Conciliation under the Industrial Disputes Act, 1947

Key Distinction: Conciliation under the ID Act, 1947 is compulsory for public utility service disputes and voluntary for other industrial disputes — unlike the A&C Act, 1996 where conciliation is always voluntary.


Statutory Basis

Section Subject
Section 4 Appointment of Conciliation Officers
Section 5 Boards of Conciliation
Section 12 Duties of the Conciliation Officer
Section 13 Duties of the Board of Conciliation
Section 18 Binding effect of settlements

Who Is the Conciliation Officer — Section 4

  • Appointed by the appropriate government (Central or State).
  • A government official (not a private neutral).
  • Has concurrent jurisdiction with courts for industrial disputes.

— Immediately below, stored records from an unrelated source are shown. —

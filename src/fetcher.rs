use std::sync::Arc;
use std::time::Duration;

use feed_rs::parser;
use futures::stream::{self, StreamExt};
use reqwest::Client;
use thiserror::Error;
use tokio::sync::RwLock;
use tracing::{error, info, warn};

use crate::db::{Database, NewArticle, Source};

/// How many characters of cleaned article text we keep.
const MAX_CONTENT_CHARS: usize = 1000;
/// Short-form summary length.
const MAX_SUMMARY_CHARS: usize = 200;
/// Concurrent feed fetches during a multi-source refresh.
const REFRESH_CONCURRENCY: usize = 4;

#[derive(Debug, Error)]
pub enum FeedError {
    #[error("invalid URL: {0}")]
    InvalidUrl(#[from] url::ParseError),
    #[error("unsupported URL scheme '{0}'")]
    UnsupportedScheme(String),
    #[error("request failed: {0}")]
    Http(#[from] reqwest::Error),
    #[error("feed returned HTTP {0}")]
    Status(reqwest::StatusCode),
    #[error("not a valid feed: {0}")]
    Parse(#[from] feed_rs::parser::ParseFeedError),
}

/// What a successful validation learned about a feed.
#[derive(Debug, Clone)]
pub struct FeedInfo {
    pub title: Option<String>,
    pub entry_count: usize,
}

/// Per-source result of a refresh pass.
#[derive(Debug, Clone, serde::Serialize)]
pub struct FetchOutcome {
    pub source_id: i64,
    pub source: String,
    pub inserted: usize,
    pub error: Option<String>,
}

pub struct Fetcher {
    client: Client,
    db: Arc<Database>,
    refreshing: Arc<RwLock<bool>>,
}

impl Fetcher {
    pub fn new(db: Arc<Database>) -> Self {
        let client = Client::builder()
            .timeout(Duration::from_secs(30))
            .connect_timeout(Duration::from_secs(10))
            .user_agent("Briefcast/0.1 (RSS Podcast Generator)")
            .build()
            .expect("Failed to create HTTP client");

        Self {
            client,
            db,
            refreshing: Arc::new(RwLock::new(false)),
        }
    }

    pub async fn is_refreshing(&self) -> bool {
        *self.refreshing.read().await
    }

    /// Fetches and parses a feed without touching the database. Used both
    /// for the standalone validate endpoint and as the gate before source
    /// creation.
    pub async fn validate_feed(&self, url: &str) -> Result<FeedInfo, FeedError> {
        let parsed = url::Url::parse(url)?;
        match parsed.scheme() {
            "http" | "https" => {}
            other => return Err(FeedError::UnsupportedScheme(other.to_string())),
        }

        let response = self.client.get(url).send().await?;
        if !response.status().is_success() {
            return Err(FeedError::Status(response.status()));
        }

        let bytes = response.bytes().await?;
        let feed = parser::parse(&bytes[..])?;

        Ok(FeedInfo {
            title: feed.title.map(|t| t.content),
            entry_count: feed.entries.len(),
        })
    }

    /// Fetches one source and stores its new articles. Returns the number
    /// of articles actually inserted.
    pub async fn fetch_source(&self, source: &Source) -> Result<usize, FeedError> {
        info!("Fetching source: {} ({})", source.display_title(), source.url);

        let response = self.client.get(&source.url).send().await?;
        if !response.status().is_success() {
            return Err(FeedError::Status(response.status()));
        }
        let bytes = response.bytes().await?;
        let feed = parser::parse(&bytes[..])?;

        if let Some(title) = feed.title.as_ref().map(|t| t.content.trim()) {
            if !title.is_empty() {
                if let Err(e) = self.db.set_source_name_if_missing(source.id, title).await {
                    error!("Failed to backfill source title: {e:#}");
                }
            }
        }

        let mut inserted = 0;
        for entry in feed.entries {
            let Some(article) = Self::map_entry(entry) else {
                continue;
            };
            match self.db.insert_article(source.id, &article).await {
                Ok(true) => inserted += 1,
                Ok(false) => {}
                Err(e) => error!("Failed to store article '{}': {e:#}", article.title),
            }
        }

        info!(
            "Stored {} new articles for source '{}'",
            inserted,
            source.display_title()
        );
        Ok(inserted)
    }

    /// Fetches one source, recording the outcome on the source row.
    pub async fn refresh_source(&self, source: &Source) -> FetchOutcome {
        let result = self.fetch_source(source).await;
        let (inserted, error) = match result {
            Ok(count) => (count, None),
            Err(e) => {
                warn!("Failed to refresh source '{}': {e}", source.url);
                (0, Some(e.to_string()))
            }
        };

        if let Err(e) = self
            .db
            .update_source_fetched(source.id, error.as_deref())
            .await
        {
            error!("Failed to record fetch state for source {}: {e:#}", source.id);
        }

        FetchOutcome {
            source_id: source.id,
            source: source.display_title().to_string(),
            inserted,
            error,
        }
    }

    /// Refreshes all of one user's active sources with bounded concurrency.
    /// Overlapping refresh requests are collapsed: while one is running,
    /// later calls return an empty outcome list immediately.
    pub async fn refresh_user_sources(&self, user_id: i64) -> anyhow::Result<Vec<FetchOutcome>> {
        {
            let mut refreshing = self.refreshing.write().await;
            if *refreshing {
                info!("Refresh already in progress, skipping");
                return Ok(Vec::new());
            }
            *refreshing = true;
        }

        let result = self.do_refresh(self.db.get_active_sources_for_user(user_id).await?).await;

        {
            let mut refreshing = self.refreshing.write().await;
            *refreshing = false;
        }

        Ok(result)
    }

    /// Refreshes every active source of every user; used by the periodic
    /// background task.
    pub async fn refresh_all_sources(&self) -> anyhow::Result<()> {
        {
            let mut refreshing = self.refreshing.write().await;
            if *refreshing {
                info!("Refresh already in progress, skipping");
                return Ok(());
            }
            *refreshing = true;
        }

        let sources = self.db.get_all_active_sources().await;
        let result = match sources {
            Ok(sources) => {
                info!("Refreshing {} sources", sources.len());
                self.do_refresh(sources).await;
                Ok(())
            }
            Err(e) => Err(e),
        };

        {
            let mut refreshing = self.refreshing.write().await;
            *refreshing = false;
        }

        result
    }

    async fn do_refresh(&self, sources: Vec<Source>) -> Vec<FetchOutcome> {
        stream::iter(sources)
            .map(|source| async move { self.refresh_source(&source).await })
            .buffer_unordered(REFRESH_CONCURRENCY)
            .collect()
            .await
    }

    /// Converts a feed entry into an article. Entries without a link are
    /// dropped; everything else gets best-effort fallbacks.
    pub fn map_entry(entry: feed_rs::model::Entry) -> Option<NewArticle> {
        let article_url = entry.links.first().map(|l| l.href.clone())?;
        if article_url.is_empty() {
            return None;
        }

        let title = entry
            .title
            .map(|t| t.content)
            .unwrap_or_else(|| "Untitled".to_string());

        // Prefer full content, fall back to the summary element
        let raw = entry
            .content
            .and_then(|c| c.body)
            .or(entry.summary.map(|s| s.content))
            .unwrap_or_default();
        let content = clean_content(&raw);
        let summary = summarize(&content);

        let author = entry
            .authors
            .first()
            .map(|a| a.name.clone())
            .filter(|name| !name.is_empty());

        let published_at = entry.published.or(entry.updated);

        Some(NewArticle {
            title,
            content,
            summary,
            author,
            article_url,
            published_at,
        })
    }
}

/// Strips markup from feed content and caps its length.
pub fn clean_content(html: &str) -> String {
    if html.trim().is_empty() {
        return "No content available.".to_string();
    }

    let text = html2text::from_read(html.as_bytes(), 80)
        .unwrap_or_else(|_| html.to_string());

    let cleaned = text.split_whitespace().collect::<Vec<_>>().join(" ");
    if cleaned.is_empty() {
        return "No content available.".to_string();
    }

    truncate_chars(&cleaned, MAX_CONTENT_CHARS)
}

/// Short preview derived from the cleaned content.
pub fn summarize(text: &str) -> String {
    truncate_chars(text, MAX_SUMMARY_CHARS)
}

fn truncate_chars(text: &str, max: usize) -> String {
    if text.chars().count() <= max {
        return text.to_string();
    }
    let mut truncated: String = text.chars().take(max).collect();
    truncated.push_str("...");
    truncated
}

pub async fn start_background_refresh(fetcher: Arc<Fetcher>, interval_minutes: u64) {
    let interval = Duration::from_secs(interval_minutes * 60);

    info!("Starting initial feed refresh");
    if let Err(e) = fetcher.refresh_all_sources().await {
        error!("Initial feed refresh failed: {e:#}");
    }

    loop {
        tokio::time::sleep(interval).await;
        info!("Starting scheduled feed refresh");
        if let Err(e) = fetcher.refresh_all_sources().await {
            error!("Scheduled feed refresh failed: {e:#}");
        }
    }
}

Board of Conciliation — Section 5

  • Constituted by the appropriate government for specific disputes.
  • Consists of an independent chairman + equal representatives of employers and workmen.
  • A Board is ad-hoc; a Conciliation Officer is a permanent appointment.

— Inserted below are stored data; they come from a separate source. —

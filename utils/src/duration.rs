//! Human duration parsing and formatting.
//!
//! Administrative input writes durations as `3`, `90s`, `5m` or `1.5h`; a bare number
//! means minutes.

use std::time::Duration;

use thiserror::Error;

#[derive(Debug, Clone, PartialEq, Eq, Error)]
pub enum DurationParseError {
    #[error("empty duration")]
    Empty,
    #[error("invalid duration: {0:?}")]
    Invalid(String),
    #[error("duration must be greater than zero: {0:?}")]
    Zero(String),
}

/// Parse a single duration token. Bare numbers are minutes.
pub fn parse_duration(raw: &str) -> Result<Duration, DurationParseError> {
    let token = raw.trim().to_ascii_lowercase();
    if token.is_empty() {
        return Err(DurationParseError::Empty);
    }

    let (number, unit_secs) = if let Some(n) = token.strip_suffix('h') {
        (n, 3600.0)
    } else if let Some(n) = token.strip_suffix("min") {
        (n, 60.0)
    } else if let Some(n) = token.strip_suffix('m') {
        (n, 60.0)
    } else if let Some(n) = token.strip_suffix('s') {
        (n, 1.0)
    } else {
        (token.as_str(), 60.0)
    };

    let value: f64 = number
        .trim()
        .parse()
        .map_err(|_| DurationParseError::Invalid(raw.trim().to_string()))?;
    if !value.is_finite() || value < 0.0 {
        return Err(DurationParseError::Invalid(raw.trim().to_string()));
    }

    let secs = (value * unit_secs).round() as u64;
    if secs == 0 {
        return Err(DurationParseError::Zero(raw.trim().to_string()));
    }
    Ok(Duration::from_secs(secs))
}

/// Parse a comma and/or whitespace separated list, e.g. `3,5,4` or `90s 2m`.
pub fn parse_duration_list(raw: &str) -> Result<Vec<Duration>, DurationParseError> {
    let parsed = raw
        .split(|c: char| c == ',' || c.is_whitespace())
        .filter(|t| !t.trim().is_empty())
        .map(parse_duration)
        .collect::<Result<Vec<_>, _>>()?;
    if parsed.is_empty() {
        return Err(DurationParseError::Empty);
    }
    Ok(parsed)
}

/// Compact rendering such as `1h 5m`, `4m` or `45s`.
#[must_use]
pub fn format_duration(duration: Duration) -> String {
    let total = duration.as_secs();
    let hours = total / 3600;
    let minutes = (total % 3600) / 60;
    let seconds = total % 60;

    let mut parts = Vec::new();
    if hours > 0 {
        parts.push(format!("{hours}h"));
    }
    if minutes > 0 {
        parts.push(format!("{minutes}m"));
    }
    if seconds > 0 || parts.is_empty() {
        parts.push(format!("{seconds}s"));
    }
    parts.join(" ")
}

Duties of the Conciliation Officer — Section 12

Section 12(1): Where an industrial dispute exists or is apprehended, the conciliation officer may hold conciliation proceedings.

Section 12(2): In disputes involving a public utility service, the conciliation officer must hold conciliation proceedings. (Compulsory)

Procedure Under Section 12

  1. Conciliation officer receives notice of a strike or lockout (or apprehends a dispute).
  2. Holds conciliation proceedings — meets parties jointly or separately.
  3. Sends a success report to the government if settlement is reached.
  4. If no settlement → sends a failure report to the government within 14 days of commencement.
  5. On failure report, the government may refer the dispute to a Labour Court or Industrial Tribunal.

Voluntary vs Compulsory Conciliation

Basis Voluntary Conciliation Compulsory Conciliation
Applicable to All industrial disputes Public utility services
Provision Section 10A Section 12
Conciliator Agreed by parties Government-appointed officer
Obligation Optional Mandatory
Example Factory wage dispute Railway workers’ strike

Public Utility Services (Section 2(n) read with First Schedule)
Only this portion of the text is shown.